Huertas se perdieron por inundaciones; cambio en el flujo del río ahuyentó peces

Presa La Venta cambió para siempre la vida de los comuneros de Omitlán

Litigios contra la CFE costaron mucho a los habitantes; la paraestatal no pagó a tiempo

MARLEN CASTRO

Chilpancingo, 29 de abril. Más arriba del curso, como a dos kilómetros de la presa La Venta, los ríos Papagayo y Omitlán funden sus corrientes. Cuando la contaminación era menor, el abrazo entre las dos afluentes era un regalo visual: el azul turquesa del Papagayo, que hasta ahí era el río Azul, se tragaba el verde claro del Omitlán, para serpentear juntos hasta el Pacífico.

Río arriba, sobre el cauce del Omitlán está el poblado del mismo nombre. Cuando comenzó la construcción de la presa La Venta, Javier Campos Hernández era un niño de menos de 10 años, que acompañaba a su papá a trabajar en la huerta, herencia de sus padres y de generaciones atrás, en su particular árbol genealógico.

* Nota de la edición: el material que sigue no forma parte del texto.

// Generic lexical-scope chain, reused by the assembler's semantic pass
// (`asm::semantic`) for register aliases, labels, and proc names (§4.6
// "lookups walk inner -> outer").

use std::cell::RefCell;
use std::collections::HashMap;
use std::fmt::Debug;
use std::rc::Rc;

pub type Node<T> = Rc<T>;
pub type AList<T> = Vec<(String, Node<T>)>;
pub type Map<T> = HashMap<String, Node<T>>;

// Datastructure to manage lexical scoping.
pub struct Env<T> {
    scope: RefCell<Map<T>>,
    parent: Option<Node<Env<T>>>,
}

impl<T> Env<T>
where
    T: Clone + Debug,
{
    fn new(parent: Option<Node<Env<T>>>) -> Env<T> {
        let scope = RefCell::new(Map::new());
        Env { scope, parent }
    }

    pub fn root() -> Env<T> {
        Self::new(None)
    }

    pub fn chain(parent: &Node<Env<T>>) -> Env<T> {
        Self::new(Some(parent.clone()))
    }

    // Look up an identifier from anywhere in our scope chain.
    pub fn get(&self, key: &str) -> Option<Node<T>> {
        if let Some(value) = self.scope.borrow().get(key) {
            Some(value.clone())
        } else if let Some(env) = &self.parent {
            env.get(key)
        } else {
            None
        }
    }

    // True if `key` is bound in this scope specifically, ignoring
    // outer scopes (used to detect redefinition within one scope).
    pub fn defined_locally(&self, key: &str) -> bool {
        self.scope.borrow().contains_key(key)
    }

    // The enclosing scope, if any; lets a caller walk back out of a
    // scope chain it built with `chain`.
    pub fn parent_handle(&self) -> Option<Node<Env<T>>> {
        self.parent.clone()
    }

    // Insert a value in the current scope.
    pub fn define(&self, key: &str, value: &Node<T>) {
        self.scope.borrow_mut().insert(key.to_string(), value.clone());
    }

    // Import the map of values into the current scope.
    pub fn import(&self, scope: &AList<T>) {
        for (k, v) in scope.iter() {
            self.define(k, v)
        }
    }
}

#[cfg(test)]
mod tests {
    use super::*;

    #[test]
    fn inner_scope_shadows_outer() {
        let root: Node<Env<i32>> = Rc::new(Env::root());
        root.define("x", &Rc::new(1));
        let inner = Env::chain(&root);
        assert_eq!(*inner.get("x").unwrap(), 1);
        inner.define("x", &Rc::new(2));
        assert_eq!(*inner.get("x").unwrap(), 2);
        assert_eq!(*root.get("x").unwrap(), 1);
    }

    #[test]
    fn undefined_lookup_is_none() {
        let root: Env<i32> = Env::root();
        assert!(root.get("missing").is_none());
    }

    #[test]
    fn defined_locally_ignores_outer_scope() {
        let root: Node<Env<i32>> = Rc::new(Env::root());
        root.define("x", &Rc::new(1));
        let inner = Env::chain(&root);
        assert!(!inner.defined_locally("x"));
        assert!(root.defined_locally("x"));
    }
}
// Hand-rolled lexer (§4.6 "Lex"). Explicit index-into-`Vec<char>` cursor,
// no lazy token stream (§9 "replace lazy token streams with explicit
// cursors").

use crate::error::{CompilationError, CompilationErrorKind, SourceLoc};
use crate::organism::{DR_BASE, FPR_BASE, LR_BASE, PR_BASE};

use super::token::{Token, TokenKind};

pub struct Lexer<'a> {
    file: &'a str,
    chars: Vec<char>,
    pos: usize,
    line: u32,
    column: u32,
}

impl<'a> Lexer<'a> {
    pub fn new(file: &'a str, source: &str) -> Lexer<'a> {
        Lexer { file, chars: source.chars().collect(), pos: 0, line: 1, column: 1 }
    }

    fn loc(&self) -> SourceLoc {
        SourceLoc { file: self.file.to_string(), line: self.line, column: self.column }
    }

    fn peek(&self) -> Option<char> {
        self.chars.get(self.pos).copied()
    }

    fn peek_at(&self, offset: usize) -> Option<char> {
        self.chars.get(self.pos + offset).copied()
    }

    fn advance(&mut self) -> Option<char> {
        let c = self.peek()?;
        self.pos += 1;
        if c == '\n' {
            self.line += 1;
            self.column = 1;
        } else {
            self.column += 1;
        }
        Some(c)
    }

    fn err(&self, msg: impl Into<String>) -> CompilationError {
        CompilationError::new(CompilationErrorKind::Lex(msg.into()), self.loc())
    }

    pub fn lex(mut self) -> Result<Vec<Token>, CompilationError> {
        let mut out = Vec::new();
        while let Some(c) = self.peek() {
            let loc = self.loc();
            match c {
                ' ' | '\t' | '\r' => {
                    self.advance();
                }
                '#' => {
                    while let Some(c) = self.peek() {
                        if c == '\n' {
                            break;
                        }
                        self.advance();
                    }
                }
                '\n' => {
                    self.advance();
                    out.push(Token { kind: TokenKind::Newline, loc });
                }
                '|' => {
                    self.advance();
                    out.push(Token { kind: TokenKind::Pipe, loc });
                }
                ':' => {
                    self.advance();
                    out.push(Token { kind: TokenKind::Colon, loc });
                }
                '[' => {
                    self.advance();
                    out.push(Token { kind: TokenKind::LBracket, loc });
                }
                ']' => {
                    self.advance();
                    out.push(Token { kind: TokenKind::RBracket, loc });
                }
                '"' => out.push(self.lex_string(loc)?),
                '.' => out.push(self.lex_directive(loc)?),
                '%' => out.push(self.lex_register(loc)?),
                c if c == '-' && self.peek_at(1).map(|n| n.is_ascii_digit()).unwrap_or(false) => {
                    out.push(self.lex_number(loc)?)
                }
                c if c.is_ascii_digit() => out.push(self.lex_number(loc)?),
                c if is_ident_start(c) => out.push(self.lex_ident(loc)),
                other => return Err(self.err(format!("unexpected character '{}'", other))),
            }
        }
        out.push(Token { kind: TokenKind::Eof, loc: self.loc() });
        Ok(out)
    }

    fn lex_string(&mut self, loc: SourceLoc) -> Result<Token, CompilationError> {
        self.advance(); // opening quote
        let mut s = String::new();
        loop {
            match self.advance() {
                Some('"') => break,
                Some('\\') => match self.advance() {
                    Some('n') => s.push('\n'),
                    Some('t') => s.push('\t'),
                    Some(c) => s.push(c),
                    None => return Err(self.err("unterminated string")),
                },
                Some(c) => s.push(c),
                None => return Err(self.err("unterminated string")),
            }
        }
        Ok(Token { kind: TokenKind::Str(s), loc })
    }

    fn lex_directive(&mut self, loc: SourceLoc) -> Result<Token, CompilationError> {
        self.advance(); // '.'
        let mut name = String::new();
        while let Some(c) = self.peek() {
            if c.is_ascii_alphanumeric() || c == '_' {
                name.push(c);
                self.advance();
            } else {
                break;
            }
        }
        if name.is_empty() {
            return Err(self.err("empty directive name"));
        }
        Ok(Token { kind: TokenKind::Directive(name.to_ascii_uppercase()), loc })
    }

    fn lex_register(&mut self, loc: SourceLoc) -> Result<Token, CompilationError> {
        self.advance(); // '%'
        let mut name = String::new();
        while let Some(c) = self.peek() {
            if c.is_ascii_alphanumeric() {
                name.push(c.to_ascii_uppercase());
                self.advance();
            } else {
                break;
            }
        }
        let (prefix, base) = if let Some(rest) = name.strip_prefix("FPR") {
            (rest, FPR_BASE)
        } else if let Some(rest) = name.strip_prefix("DR") {
            (rest, DR_BASE)
        } else if let Some(rest) = name.strip_prefix("PR") {
            (rest, PR_BASE)
        } else if let Some(rest) = name.strip_prefix("LR") {
            (rest, LR_BASE)
        } else {
            return Err(self.err(format!("unknown register family in '%{}'", name)));
        };
        let index: usize = prefix
            .parse()
            .map_err(|_| self.err(format!("bad register index in '%{}'", name)))?;
        Ok(Token { kind: TokenKind::Register(base + index), loc })
    }

    fn lex_number(&mut self, loc: SourceLoc) -> Result<Token, CompilationError> {
        let mut text = String::new();
        if self.peek() == Some('-') {
            text.push('-');
            self.advance();
        }
        let radix = if self.peek() == Some('0') {
            match self.peek_at(1) {
                Some('x') | Some('X') => {
                    self.advance();
                    self.advance();
                    Some(16)
                }
                Some('b') | Some('B') => {
                    self.advance();
                    self.advance();
                    Some(2)
                }
                Some('o') | Some('O') => {
                    self.advance();
                    self.advance();
                    Some(8)
                }
                _ => None,
            }
        } else {
            None
        };
        let mut digits = String::new();
        while let Some(c) = self.peek() {
            if c.is_ascii_alphanumeric() || c == '_' {
                if c != '_' {
                    digits.push(c);
                }
                self.advance();
            } else {
                break;
            }
        }
        let value = i64::from_str_radix(&digits, radix.unwrap_or(10))
            .map_err(|_| self.err(format!("malformed number '{}{}'", text, digits)))?;
        let value = if text.starts_with('-') { -value } else { value };
        Ok(Token { kind: TokenKind::Number(value), loc })
    }

    fn lex_ident(&mut self, loc: SourceLoc) -> Token {
        let mut s = String::new();
        while let Some(c) = self.peek() {
            if c.is_ascii_alphanumeric() || c == '_' || c == '$' {
                s.push(c);
                self.advance();
            } else {
                break;
            }
        }
        Token { kind: TokenKind::Ident(s), loc }
    }
}

fn is_ident_start(c: char) -> bool {
    c.is_ascii_alphabetic() || c == '_' || c == '$'
}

Las tierras fértiles de las riberas del río les proporcionaban sustento y un excedente al vender el producto de sus frutales. Vivían bien, recuerda Javier. Tenían una huerta de unas 10 hectáreas con cocoteros, papayos, toronjos y limoneros.

Al contener las aguas en el embalse que formó la hidroeléctrica La Venta, la corriente del Omitlán se tragó esas tierras con frutales y casas. Las familias perdieron todo. Algunos habitantes se replegaron a la nueva orilla del río, otros se fueron por completo y a kilómetros de ahí levantaron otra población, que hoy se conoce como Villa Guerrero.

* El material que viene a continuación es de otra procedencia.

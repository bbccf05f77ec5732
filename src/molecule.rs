// Molecule codec: pack/unpack a (type, value) pair into one machine word.
//
// Bit layout (stable, documented per §3/§4.1 and §6 "bit-exact items"):
//
//   word: i32
//   bits 31..30  -- type tag
//   bits 29..0   -- signed value, sign-extended from a 30-bit two's
//                   complement field
//
// `pack(0, 0)` is the canonical empty cell: type CODE, value 0.

use std::fmt;

const VALUE_BITS: u32 = 30;
const VALUE_MASK: i32 = (1 << VALUE_BITS) - 1;
const SIGN_BIT: i32 = 1 << (VALUE_BITS - 1);
const TYPE_SHIFT: u32 = VALUE_BITS;

/// The four recognized molecule types.
#[derive(Copy, Clone, Debug, PartialEq, Eq, Hash)]
#[repr(u8)]
pub enum MoleculeType {
    Code = 0,
    Data = 1,
    Energy = 2,
    Structure = 3,
}

impl MoleculeType {
    fn from_tag(tag: u8) -> MoleculeType {
        match tag & 0b11 {
            0 => MoleculeType::Code,
            1 => MoleculeType::Data,
            2 => MoleculeType::Energy,
            3 => MoleculeType::Structure,
            _ => unreachable!("tag is masked to 2 bits"),
        }
    }
}

impl fmt::Display for MoleculeType {
    fn fmt(&self, f: &mut fmt::Formatter<'_>) -> fmt::Result {
        let name = match self {
            MoleculeType::Code => "CODE",
            MoleculeType::Data => "DATA",
            MoleculeType::Energy => "ENERGY",
            MoleculeType::Structure => "STRUCTURE",
        };
        write!(f, "{}", name)
    }
}

/// One word of world storage: a type tag plus a signed value.
pub type Word = i32;

/// Range of values representable in the 30-bit signed value field.
pub const MIN_VALUE: i32 = -(1 << (VALUE_BITS - 1));
pub const MAX_VALUE: i32 = (1 << (VALUE_BITS - 1)) - 1;

/// Pack a (type, value) pair into one word. `value` is clamped into the
/// representable range by truncation of its low 30 bits (callers that
/// need overflow detection should check against `MIN_VALUE`/`MAX_VALUE`
/// themselves).
pub fn pack(ty: MoleculeType, value: i32) -> Word {
    let tag = (ty as i32) << TYPE_SHIFT;
    let field = value & VALUE_MASK;
    tag | field
}

/// Unpack a word into its (type, value) pair, sign-extending the value.
pub fn unpack(word: Word) -> (MoleculeType, i32) {
    (type_of(word), value_of(word))
}

/// Extract just the type tag.
pub fn type_of(word: Word) -> MoleculeType {
    let tag = ((word >> TYPE_SHIFT) & 0b11) as u8;
    MoleculeType::from_tag(tag)
}

/// Extract just the signed value, sign-extended.
pub fn value_of(word: Word) -> i32 {
    let field = word & VALUE_MASK;
    if field & SIGN_BIT != 0 {
        field - (1 << VALUE_BITS)
    } else {
        field
    }
}

/// The canonical empty cell: `type=CODE, value=0`.
pub fn is_empty(word: Word) -> bool {
    word == 0
}

/// Construct the canonical empty cell.
pub fn empty() -> Word {
    0
}

#[cfg(test)]
mod tests {
    use super::*;

    #[test]
    fn round_trip_every_type() {
        for ty in [
            MoleculeType::Code,
            MoleculeType::Data,
            MoleculeType::Energy,
            MoleculeType::Structure,
        ] {
            for value in [MIN_VALUE, -1, 0, 1, 42, MAX_VALUE] {
                let w = pack(ty, value);
                assert_eq!(unpack(w), (ty, value), "type={:?} value={}", ty, value);
            }
        }
    }

    #[test]
    fn empty_cell_is_canonical() {
        assert_eq!(pack(MoleculeType::Code, 0), 0);
        assert!(is_empty(empty()));
        assert!(is_empty(pack(MoleculeType::Code, 0)));
        assert!(!is_empty(pack(MoleculeType::Data, 0)));
    }

    #[test]
    fn negative_values_survive() {
        let w = pack(MoleculeType::Energy, -100);
        assert_eq!(value_of(w), -100);
        assert_eq!(type_of(w), MoleculeType::Energy);
    }
}
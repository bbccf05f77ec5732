// uDashBoard: featherweight dashboard application.
//
// Copyright (C) 2019  Brandon Lewis
//
// This program is free software: you can redistribute it and/or
// modify it under the terms of the GNU Lesser General Public License
// as published by the Free Software Foundation, either version 3 of
// the License, or (at your option) any later version.
//
// This program is distributed in the hope that it will be useful,
// but WITHOUT ANY WARRANTY; without even the implied warranty of
// MERCHANTABILITY or FITNESS FOR A PARTICULAR PURPOSE.  See the GNU
// Lesser General Public License for more details.
//
// You should have received a copy of the GNU Lesser General Public
// License along with this program.  If not, see
// <https://www.gnu.org/licenses/>.

#[macro_use]
extern crate lazy_static;

pub mod artifact;
pub mod asm;
pub mod debug;
pub mod env;
pub mod error;
pub mod isa;
pub mod molecule;
pub mod organism;
pub mod scheduler;
pub mod vm;
pub mod world;
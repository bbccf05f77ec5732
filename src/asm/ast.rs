// Assembler AST (§4.6 "Parse"): {label, directive, instruction,
// expression}. Node/Seq/AList follow the same memory-management
// convention as the rest of the codebase's tree-shaped data (§9
// "abstract over memory management strategies").

use std::rc::Rc;

use crate::error::SourceLoc;

pub type Node<T> = Rc<T>;
pub type Seq<T> = Vec<Node<T>>;

#[derive(Clone, Debug, PartialEq)]
pub enum Expr {
    Number(i64),
    /// `TYPE:number`, e.g. `DATA:7`.
    TypedLiteral(String, i64),
    /// `(n1|n2|...)`-style vector literal.
    Vector(Vec<i64>),
    Register(usize),
    Ident(String),
    /// One argument inside an explicit `CALL proc [REF r...] [VAL e...]`
    /// bracket group, tagged with which group it came from.
    Binding(CallArgKind, Box<Expr>),
}

#[derive(Clone, Copy, Debug, PartialEq, Eq)]
pub enum CallArgKind {
    Ref,
    Val,
}

#[derive(Clone, Debug, PartialEq)]
pub enum ParamDecl {
    Ref(String),
    Val(String),
}

#[derive(Clone, Debug, PartialEq)]
pub enum Item {
    Label(String),
    Directive { name: String, args: Seq<Expr> },
    Instruction { mnemonic: String, operands: Seq<Expr> },
    ProcStart { name: String, exported: bool, params: Vec<ParamDecl> },
    ProcEnd,
    ScopeStart,
    ScopeEnd,
}

#[derive(Clone, Debug, PartialEq)]
pub struct Stmt {
    pub item: Item,
    pub loc: SourceLoc,
}

#[derive(Clone, Debug, Default)]
pub struct Program {
    pub stmts: Vec<Stmt>,
}
// ISA registry (C3): an immutable table mapping opcode id <-> name and
// id <-> signature. Built once at startup (§9 "global mutable state");
// every other component treats it as `&'static`.

pub mod opcodes;

pub use opcodes::{ArgKind, ArgKindSet, Opcode, OpcodeId};

use std::collections::HashMap;

pub struct Isa {
    by_id: Vec<Opcode>,
    by_name: HashMap<&'static str, OpcodeId>,
}

impl Isa {
    fn build() -> Isa {
        let by_id: Vec<Opcode> = Opcode::ALL.to_vec();
        let mut by_name = HashMap::with_capacity(by_id.len());
        for (i, op) in by_id.iter().enumerate() {
            by_name.insert(op.name(), OpcodeId(i as u16));
        }
        Isa { by_id, by_name }
    }

    pub fn resolve_name(&self, name: &str) -> Option<OpcodeId> {
        self.by_name.get(name.to_ascii_uppercase().as_str()).copied()
    }

    pub fn opcode(&self, id: OpcodeId) -> Option<Opcode> {
        self.by_id.get(id.0 as usize).copied()
    }

    pub fn name(&self, id: OpcodeId) -> Option<&'static str> {
        self.opcode(id).map(Opcode::name)
    }

    pub fn signature(&self, id: OpcodeId) -> Option<&'static [ArgKind]> {
        self.opcode(id).map(Opcode::signature)
    }

    /// `1 + sum(slot_count)`, the total number of cells this instruction
    /// occupies on the grid (opcode cell plus operand cells).
    pub fn instruction_length(&self, id: OpcodeId, dims: usize) -> Option<usize> {
        let op = self.opcode(id)?;
        let operand_cells: usize = op.signature().iter().map(|k| k.cell_count(dims)).sum();
        Some(1 + operand_cells)
    }

    pub fn is_predicate_skip(&self, id: OpcodeId) -> bool {
        self.opcode(id).map(Opcode::is_predicate_skip).unwrap_or(false)
    }
}

lazy_static::lazy_static! {
    pub static ref ISA: Isa = Isa::build();
}

#[cfg(test)]
mod tests {
    use super::*;

    #[test]
    fn resolve_is_bidirectional() {
        for (i, op) in Opcode::ALL.iter().enumerate() {
            let id = OpcodeId(i as u16);
            assert_eq!(ISA.resolve_name(op.name()), Some(id));
            assert_eq!(ISA.name(id), Some(op.name()));
        }
    }

    #[test]
    fn signature_respected_in_length() {
        // SETI reg literal => opcode cell + 1 (register) + 1 (literal)
        let id = ISA.resolve_name("SETI").unwrap();
        assert_eq!(ISA.instruction_length(id, 3), Some(3));

        // SETV reg vector(dims) => opcode cell + 1 + dims
        let id = ISA.resolve_name("SETV").unwrap();
        assert_eq!(ISA.instruction_length(id, 3), Some(5));

        // NOP => just the opcode cell
        let id = ISA.resolve_name("NOP").unwrap();
        assert_eq!(ISA.instruction_length(id, 4), Some(1));
    }

    #[test]
    fn predicate_skip_family_is_flagged() {
        for name in ["IFI", "IFR", "IFTI", "GTI", "GTR", "LTI", "LTR"] {
            let id = ISA.resolve_name(name).unwrap();
            assert!(ISA.is_predicate_skip(id), "{} should be predicate-skip", name);
        }
        let id = ISA.resolve_name("NOP").unwrap();
        assert!(!ISA.is_predicate_skip(id));
    }

    #[test]
    fn unknown_name_resolves_to_none() {
        assert_eq!(ISA.resolve_name("FROB"), None);
    }
}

Esto es más curioso aún. Omitlán fue uno de los primeros pueblos que dieron su anuencia para la expropiación a favor de la construcción de la presa La Parota, y Villa Guerrero hizo lo mismo.

–¿Por qué? –se le pregunta con expresión extraña. La respuesta es triste, desalentadora, porque habla de desesperanza acumulada.

–Ya no queremos pelear, estamos cansados. Oponernos, pelear, no nos sirvió de nada en el pasado –recuerda.

Ante la indiferencia de la CFE para pagarles, los ejidatarios de Omitlán hace ocho años, –35 después de la afectación de sus tierras– comenzaron esa pelea de añeja factura. Fue una lucha larga, desgastante, costosa. Consistió en un ir y venir de México a Omitlán, de contribuciones de 100 a 200 pesos de los ejidatarios cada vez que había una audiencia, cada vez que se tenía que pagar al abogado, que para las copias, que para levantar planos, para medir.

Hace dos años comenzaron a pegarles, ya con el proyecto de la otra hidroeléctrica encima, y quizá sólo por eso.

Javier Campos asegura que el proceso le costó a cada ejidatario de Omitlán, por lo menos, unos 170 mil pesos. La CFE les pagó a 4.50 pesos el metro cuadrado; 45 mil la hectárea, 43 años después del daño.

Javier hoy cuenta con sólo una hectárea y su casa. Sus ingresos no son suficientes para sostener su hogar, así que se empleó como policía y va hace otras tareas para completar el gasto, como cargar grava o arena que se extrae del río, que tras la presa es lo único que se puede obtener.

En Omitlán, antes de la hidroeléctrica, quienes no vivían de sus huertas lo hacían de la pesca, pero eso cambió.

El Instituto Nacional de Ecología establece en su página de Internet que las presas interrumpen las migraciones y los movimientos de las especies al imponer al río un patrón artificial de variaciones de flujo. Explica: “Los cambios físicos, químicos y térmicos de un río, cuando sus flujos se almacenan, pueden transformarse en serios contaminantes de sus aguas. El cambio de los flujos tiene numerosas consecuencias ambientales. Muchas especies dependen de los pulsos de nutrientes determinados por la sucesión de lluvias-sequías como señales para comenzar sus procesos biológicos”.

La experiencia de los ribereños es sencilla. Recuerdan que “antes los hombres regresaban con costalillas de langostinos, truchas, vagres, lisas”. Ahora no son costalillas, sino unidades. Y las truchas hace mucho que se fueron.